[Collected data entries]
====

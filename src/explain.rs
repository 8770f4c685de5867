//! Request orchestration: page → request → stream → conversation.
//!
//! [`Explainer::submit`] runs one explanation or follow-up end to end and
//! reports everything through the [`ConversationState`] it borrows (and the
//! configured observer). It never retries.

use crate::config::ClientConfig;
use crate::conversation::{Applied, ConversationState, ExplanationRequest};
use crate::credentials::{self, LlmCredentials};
use crate::document::DocumentHandle;
use crate::error::ExplainError;
use crate::observer::{ConversationObserver, NoopObserver, SharedObserver};
use crate::pipeline::extract::{PageExtractor, PdfiumExtractor};
use crate::pipeline::request;
use crate::stream::{decode_stream_with_idle, ProtocolEvent};
use futures::StreamExt;
use std::sync::Arc;
use std::time::Instant;
use tracing::{debug, info, warn};

/// Drives explanation requests against one backend.
///
/// Holds a pooled HTTP client, so build one per backend and reuse it for
/// every request of every conversation.
pub struct Explainer {
    config: ClientConfig,
    client: reqwest::Client,
    extractor: Arc<dyn PageExtractor>,
    observer: SharedObserver,
}

impl Explainer {
    /// Create an explainer using pdfium for page extraction.
    pub fn new(config: ClientConfig) -> Result<Self, ExplainError> {
        let client = reqwest::Client::builder()
            .connect_timeout(config.connect_timeout())
            .build()
            .map_err(|e| ExplainError::Internal(format!("building HTTP client: {e}")))?;

        let extractor: Arc<dyn PageExtractor> =
            Arc::new(PdfiumExtractor::new(config.pdfium_library_path.clone()));
        let observer: SharedObserver = match config.observer {
            Some(ref o) => Arc::clone(o),
            None => Arc::new(NoopObserver),
        };

        Ok(Self {
            config,
            client,
            extractor,
            observer,
        })
    }

    /// Replace the page extractor.
    pub fn with_extractor(mut self, extractor: Arc<dyn PageExtractor>) -> Self {
        self.extractor = extractor;
        self
    }

    pub fn config(&self) -> &ClientConfig {
        &self.config
    }

    /// Run one request to completion.
    ///
    /// `page_index` is zero-based. Every outcome of an accepted request is
    /// written to `state`; the only `Err` is a pre-flight rejection
    /// ([`ExplainError::BlankPrompt`], [`ExplainError::RequestInFlight`])
    /// that left `state` untouched.
    pub async fn submit(
        &self,
        state: &mut ConversationState,
        document: &DocumentHandle,
        page_index: usize,
        request: ExplanationRequest,
    ) -> Result<(), ExplainError> {
        state.begin(&request)?;
        if request.is_follow_up {
            if let Some(question) = state.turns().last() {
                self.observer.on_question(question);
            }
        }
        self.notify_status(state);

        let start = Instant::now();
        info!(
            "Submitting {} for page {} (deep analysis: {})",
            if request.is_follow_up { "follow-up" } else { "explanation" },
            page_index + 1,
            request.parse_with_deep_analysis
        );

        if let Err(e) = self.run(state, document, page_index, &request).await {
            warn!("Request failed: {}", e);
            state.fail(&e);
        }

        info!(
            "Request finished: {} in {}ms",
            state.status(),
            start.elapsed().as_millis()
        );
        self.observer
            .on_finished(state.status(), state.last_status_message());
        Ok(())
    }

    /// Everything after `begin`. An `Err` here is a terminal failure the
    /// caller records; failures reported by the stream itself are already
    /// in `state` when this returns `Ok`.
    async fn run(
        &self,
        state: &mut ConversationState,
        document: &DocumentHandle,
        page_index: usize,
        request: &ExplanationRequest,
    ) -> Result<(), ExplainError> {
        // ── Step 1: Bounds check ─────────────────────────────────────────
        let total = document.page_count();
        if page_index >= total {
            return Err(ExplainError::InvalidPageSelection {
                page: page_index,
                total,
            });
        }

        // ── Step 2: Extract the page ─────────────────────────────────────
        let page_pdf = self.extract(document, page_index).await?;
        state.mark_submitting();
        self.notify_status(state);

        // ── Step 3: Submit ───────────────────────────────────────────────
        let form = request::build_form(page_pdf, page_index, request)?;
        let response = request::send(&self.client, &self.config.explain_url(), form).await?;
        if !response.status().is_success() {
            return Err(request::rejection(response).await);
        }
        state.mark_streaming();
        self.notify_status(state);

        // ── Step 4: Stream events into the conversation ──────────────────
        let idle = self.config.stream_idle_timeout();
        let mut events = decode_stream_with_idle(response.bytes_stream(), Some(idle));
        let mut frames = 0usize;
        while let Some(event) = events.next().await {
            let event = event?;
            frames += 1;

            match state.apply(&event) {
                Applied::Appended(target) => {
                    if let ProtocolEvent::Content(text) = &event {
                        self.observer.on_content(target, text);
                    }
                }
                Applied::Skipped => {}
                Applied::Halted => {
                    debug!("Stream halted after {} frames", frames);
                    return Ok(());
                }
            }
        }

        debug!("Stream ended after {} frames", frames);
        state.complete();
        Ok(())
    }

    async fn extract(
        &self,
        document: &DocumentHandle,
        page_index: usize,
    ) -> Result<Vec<u8>, ExplainError> {
        let extractor = Arc::clone(&self.extractor);
        let bytes = document.shared_bytes();

        tokio::task::spawn_blocking(move || extractor.extract(&bytes, page_index))
            .await
            .map_err(|e| ExplainError::PageExtraction {
                detail: format!("extraction task panicked: {e}"),
            })?
            .map_err(|e| match e {
                e @ ExplainError::PageExtraction { .. } => e,
                other => ExplainError::PageExtraction {
                    detail: other.to_string(),
                },
            })
    }

    /// Store model-provider credentials on the same backend.
    pub async fn save_credentials(&self, creds: &LlmCredentials) -> Result<String, ExplainError> {
        credentials::save_credentials(&self.client, &self.config, creds).await
    }

    fn notify_status(&self, state: &ConversationState) {
        self.observer
            .on_status(state.status(), state.last_status_message());
    }
}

====

▶ [WHAT IS BEING ASKED] Filter on the word "backend": copy each matching line from the entries above.

▶ [SOLUTION FOR THIS EXERCISE]
/// Drives explanation requests against one backend.
/// Holds a pooled HTTP client, so build one per backend and reuse it for
    /// Store model-provider credentials on the same backend.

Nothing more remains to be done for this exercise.